Beneath this task are records; print exactly the stretch of them from the line with "delay = delay.max(hint);" through the line with "to 12.5s randomly.", both ends included.

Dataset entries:
----------

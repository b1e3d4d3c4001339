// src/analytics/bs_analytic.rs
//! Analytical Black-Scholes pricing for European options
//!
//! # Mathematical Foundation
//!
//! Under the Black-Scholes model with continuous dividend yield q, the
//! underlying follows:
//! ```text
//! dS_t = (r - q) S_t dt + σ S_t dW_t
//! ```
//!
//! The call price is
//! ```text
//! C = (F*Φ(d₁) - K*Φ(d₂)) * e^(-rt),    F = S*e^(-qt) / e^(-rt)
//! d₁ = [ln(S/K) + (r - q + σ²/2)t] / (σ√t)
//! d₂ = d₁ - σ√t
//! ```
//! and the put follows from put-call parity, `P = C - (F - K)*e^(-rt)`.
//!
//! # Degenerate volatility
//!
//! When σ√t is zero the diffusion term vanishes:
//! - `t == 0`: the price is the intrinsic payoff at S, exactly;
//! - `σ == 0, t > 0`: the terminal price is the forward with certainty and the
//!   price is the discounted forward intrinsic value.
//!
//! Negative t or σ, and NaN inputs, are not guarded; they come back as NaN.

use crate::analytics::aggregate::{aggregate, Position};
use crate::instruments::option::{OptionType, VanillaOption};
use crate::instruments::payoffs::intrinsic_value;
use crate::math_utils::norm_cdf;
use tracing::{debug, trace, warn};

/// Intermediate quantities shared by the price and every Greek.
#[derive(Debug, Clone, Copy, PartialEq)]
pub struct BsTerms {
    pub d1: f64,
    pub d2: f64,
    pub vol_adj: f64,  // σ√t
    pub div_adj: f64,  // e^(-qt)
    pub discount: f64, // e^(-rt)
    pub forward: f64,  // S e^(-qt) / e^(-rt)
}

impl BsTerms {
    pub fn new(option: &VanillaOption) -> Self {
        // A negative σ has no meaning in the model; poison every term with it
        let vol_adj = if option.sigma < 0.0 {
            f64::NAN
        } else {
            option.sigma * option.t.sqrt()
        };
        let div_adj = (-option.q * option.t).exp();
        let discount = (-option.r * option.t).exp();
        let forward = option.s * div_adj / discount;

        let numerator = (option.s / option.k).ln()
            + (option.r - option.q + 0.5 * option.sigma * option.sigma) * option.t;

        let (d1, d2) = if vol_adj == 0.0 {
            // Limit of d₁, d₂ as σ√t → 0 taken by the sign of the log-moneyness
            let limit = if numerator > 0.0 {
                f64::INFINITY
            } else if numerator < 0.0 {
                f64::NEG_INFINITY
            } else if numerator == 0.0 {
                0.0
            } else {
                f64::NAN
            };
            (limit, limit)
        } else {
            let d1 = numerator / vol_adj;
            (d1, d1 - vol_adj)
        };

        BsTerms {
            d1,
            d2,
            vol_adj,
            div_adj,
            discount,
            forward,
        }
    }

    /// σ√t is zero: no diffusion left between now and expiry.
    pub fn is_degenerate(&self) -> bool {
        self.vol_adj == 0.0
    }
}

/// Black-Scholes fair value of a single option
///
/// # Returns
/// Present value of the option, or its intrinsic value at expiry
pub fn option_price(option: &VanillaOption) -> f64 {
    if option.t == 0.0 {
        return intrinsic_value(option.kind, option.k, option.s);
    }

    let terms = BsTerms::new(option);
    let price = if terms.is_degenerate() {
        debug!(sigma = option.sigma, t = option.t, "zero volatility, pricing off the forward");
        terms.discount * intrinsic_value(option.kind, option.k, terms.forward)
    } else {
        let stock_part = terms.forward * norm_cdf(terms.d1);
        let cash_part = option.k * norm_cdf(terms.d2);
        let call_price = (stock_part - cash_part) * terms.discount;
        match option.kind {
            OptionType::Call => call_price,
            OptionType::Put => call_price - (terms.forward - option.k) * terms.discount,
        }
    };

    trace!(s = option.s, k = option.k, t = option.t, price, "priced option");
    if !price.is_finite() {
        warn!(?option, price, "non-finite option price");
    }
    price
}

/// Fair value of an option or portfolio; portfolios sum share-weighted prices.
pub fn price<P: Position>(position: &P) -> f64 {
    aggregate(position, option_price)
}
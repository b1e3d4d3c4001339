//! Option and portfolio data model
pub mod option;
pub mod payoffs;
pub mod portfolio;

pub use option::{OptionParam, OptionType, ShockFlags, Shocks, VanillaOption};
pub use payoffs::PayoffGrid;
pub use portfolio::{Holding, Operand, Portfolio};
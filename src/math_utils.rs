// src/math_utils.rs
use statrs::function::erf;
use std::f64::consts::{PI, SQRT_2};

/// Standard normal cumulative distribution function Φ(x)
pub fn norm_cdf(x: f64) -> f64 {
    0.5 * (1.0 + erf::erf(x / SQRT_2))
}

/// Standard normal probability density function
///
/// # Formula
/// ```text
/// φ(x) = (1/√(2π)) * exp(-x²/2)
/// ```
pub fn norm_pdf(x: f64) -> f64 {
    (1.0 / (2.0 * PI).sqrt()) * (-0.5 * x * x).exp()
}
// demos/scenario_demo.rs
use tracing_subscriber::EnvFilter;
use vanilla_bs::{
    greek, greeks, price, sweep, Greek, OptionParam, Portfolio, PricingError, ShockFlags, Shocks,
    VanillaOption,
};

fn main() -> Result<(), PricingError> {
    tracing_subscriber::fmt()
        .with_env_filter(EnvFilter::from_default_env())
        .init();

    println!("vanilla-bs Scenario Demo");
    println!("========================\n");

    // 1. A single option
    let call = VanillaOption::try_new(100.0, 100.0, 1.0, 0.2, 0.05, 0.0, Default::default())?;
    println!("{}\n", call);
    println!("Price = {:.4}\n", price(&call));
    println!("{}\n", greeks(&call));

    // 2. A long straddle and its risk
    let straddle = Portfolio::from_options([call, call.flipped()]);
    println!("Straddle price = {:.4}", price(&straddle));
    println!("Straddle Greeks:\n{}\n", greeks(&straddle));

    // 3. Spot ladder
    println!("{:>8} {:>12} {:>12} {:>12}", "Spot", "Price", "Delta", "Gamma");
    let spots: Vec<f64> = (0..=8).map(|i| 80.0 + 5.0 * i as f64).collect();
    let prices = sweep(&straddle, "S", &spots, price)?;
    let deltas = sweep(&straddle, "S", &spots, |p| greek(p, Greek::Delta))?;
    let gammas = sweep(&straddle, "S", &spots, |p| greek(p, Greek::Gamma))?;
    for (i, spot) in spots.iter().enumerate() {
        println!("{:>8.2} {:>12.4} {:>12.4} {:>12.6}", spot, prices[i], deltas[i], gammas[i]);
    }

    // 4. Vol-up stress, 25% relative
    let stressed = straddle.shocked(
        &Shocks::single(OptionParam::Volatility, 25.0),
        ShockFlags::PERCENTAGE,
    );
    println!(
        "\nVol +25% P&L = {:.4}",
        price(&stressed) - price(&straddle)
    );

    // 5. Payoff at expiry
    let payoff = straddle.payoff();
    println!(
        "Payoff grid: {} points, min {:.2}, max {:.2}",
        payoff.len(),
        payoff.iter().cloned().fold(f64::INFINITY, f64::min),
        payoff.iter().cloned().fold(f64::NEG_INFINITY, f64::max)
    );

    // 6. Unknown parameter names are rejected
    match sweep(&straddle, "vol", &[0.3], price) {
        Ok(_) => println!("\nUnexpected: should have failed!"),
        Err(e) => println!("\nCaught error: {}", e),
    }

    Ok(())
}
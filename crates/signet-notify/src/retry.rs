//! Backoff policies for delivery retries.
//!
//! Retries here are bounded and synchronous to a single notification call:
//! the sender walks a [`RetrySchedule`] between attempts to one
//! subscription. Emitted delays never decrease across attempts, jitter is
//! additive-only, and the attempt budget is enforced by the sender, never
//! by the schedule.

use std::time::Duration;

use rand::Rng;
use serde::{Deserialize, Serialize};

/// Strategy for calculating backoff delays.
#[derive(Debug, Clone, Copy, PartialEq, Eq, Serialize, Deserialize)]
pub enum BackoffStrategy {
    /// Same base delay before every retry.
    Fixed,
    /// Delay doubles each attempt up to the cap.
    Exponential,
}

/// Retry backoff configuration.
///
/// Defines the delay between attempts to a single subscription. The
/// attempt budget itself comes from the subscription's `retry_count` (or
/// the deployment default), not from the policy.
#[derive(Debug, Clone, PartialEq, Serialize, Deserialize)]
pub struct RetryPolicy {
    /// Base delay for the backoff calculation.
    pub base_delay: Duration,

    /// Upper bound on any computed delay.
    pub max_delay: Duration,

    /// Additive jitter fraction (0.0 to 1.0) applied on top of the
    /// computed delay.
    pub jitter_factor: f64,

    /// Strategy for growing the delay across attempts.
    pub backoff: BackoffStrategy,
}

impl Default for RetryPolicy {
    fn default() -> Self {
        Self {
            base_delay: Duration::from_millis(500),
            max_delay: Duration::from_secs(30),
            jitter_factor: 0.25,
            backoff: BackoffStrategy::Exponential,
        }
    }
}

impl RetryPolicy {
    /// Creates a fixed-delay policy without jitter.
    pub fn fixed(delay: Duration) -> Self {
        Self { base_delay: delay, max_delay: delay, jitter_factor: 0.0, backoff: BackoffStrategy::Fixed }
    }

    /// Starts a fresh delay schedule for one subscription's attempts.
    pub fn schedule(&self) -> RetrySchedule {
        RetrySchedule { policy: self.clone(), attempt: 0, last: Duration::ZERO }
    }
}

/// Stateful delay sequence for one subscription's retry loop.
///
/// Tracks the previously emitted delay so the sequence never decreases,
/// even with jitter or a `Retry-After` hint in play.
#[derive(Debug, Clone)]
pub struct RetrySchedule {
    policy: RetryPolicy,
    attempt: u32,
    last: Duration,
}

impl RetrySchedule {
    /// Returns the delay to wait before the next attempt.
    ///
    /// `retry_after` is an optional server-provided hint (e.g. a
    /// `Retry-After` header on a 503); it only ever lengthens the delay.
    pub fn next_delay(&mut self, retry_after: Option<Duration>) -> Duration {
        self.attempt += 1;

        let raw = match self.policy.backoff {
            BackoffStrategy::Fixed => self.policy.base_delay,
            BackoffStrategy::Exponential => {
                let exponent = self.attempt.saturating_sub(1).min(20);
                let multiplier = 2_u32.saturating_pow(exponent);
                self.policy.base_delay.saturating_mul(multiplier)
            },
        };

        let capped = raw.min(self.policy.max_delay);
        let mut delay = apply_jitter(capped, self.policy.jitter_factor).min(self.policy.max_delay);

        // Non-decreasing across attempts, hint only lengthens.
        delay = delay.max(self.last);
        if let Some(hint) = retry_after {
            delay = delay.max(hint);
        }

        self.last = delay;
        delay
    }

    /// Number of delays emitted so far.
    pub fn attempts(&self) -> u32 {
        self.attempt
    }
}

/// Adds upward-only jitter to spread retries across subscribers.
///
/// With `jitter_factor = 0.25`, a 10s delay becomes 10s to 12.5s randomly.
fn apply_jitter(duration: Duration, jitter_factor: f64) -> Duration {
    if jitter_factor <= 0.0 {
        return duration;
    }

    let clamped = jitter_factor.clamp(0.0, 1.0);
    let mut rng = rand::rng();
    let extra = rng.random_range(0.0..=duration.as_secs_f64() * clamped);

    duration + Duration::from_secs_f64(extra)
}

----------

## RESPONSE AREA
            delay = delay.max(hint);
        }

        self.last = delay;
        delay
    }

    /// Number of delays emitted so far.
    pub fn attempts(&self) -> u32 {
        self.attempt
    }
}

/// Adds upward-only jitter to spread retries across subscribers.
///
/// With `jitter_factor = 0.25`, a 10s delay becomes 10s to 12.5s randomly.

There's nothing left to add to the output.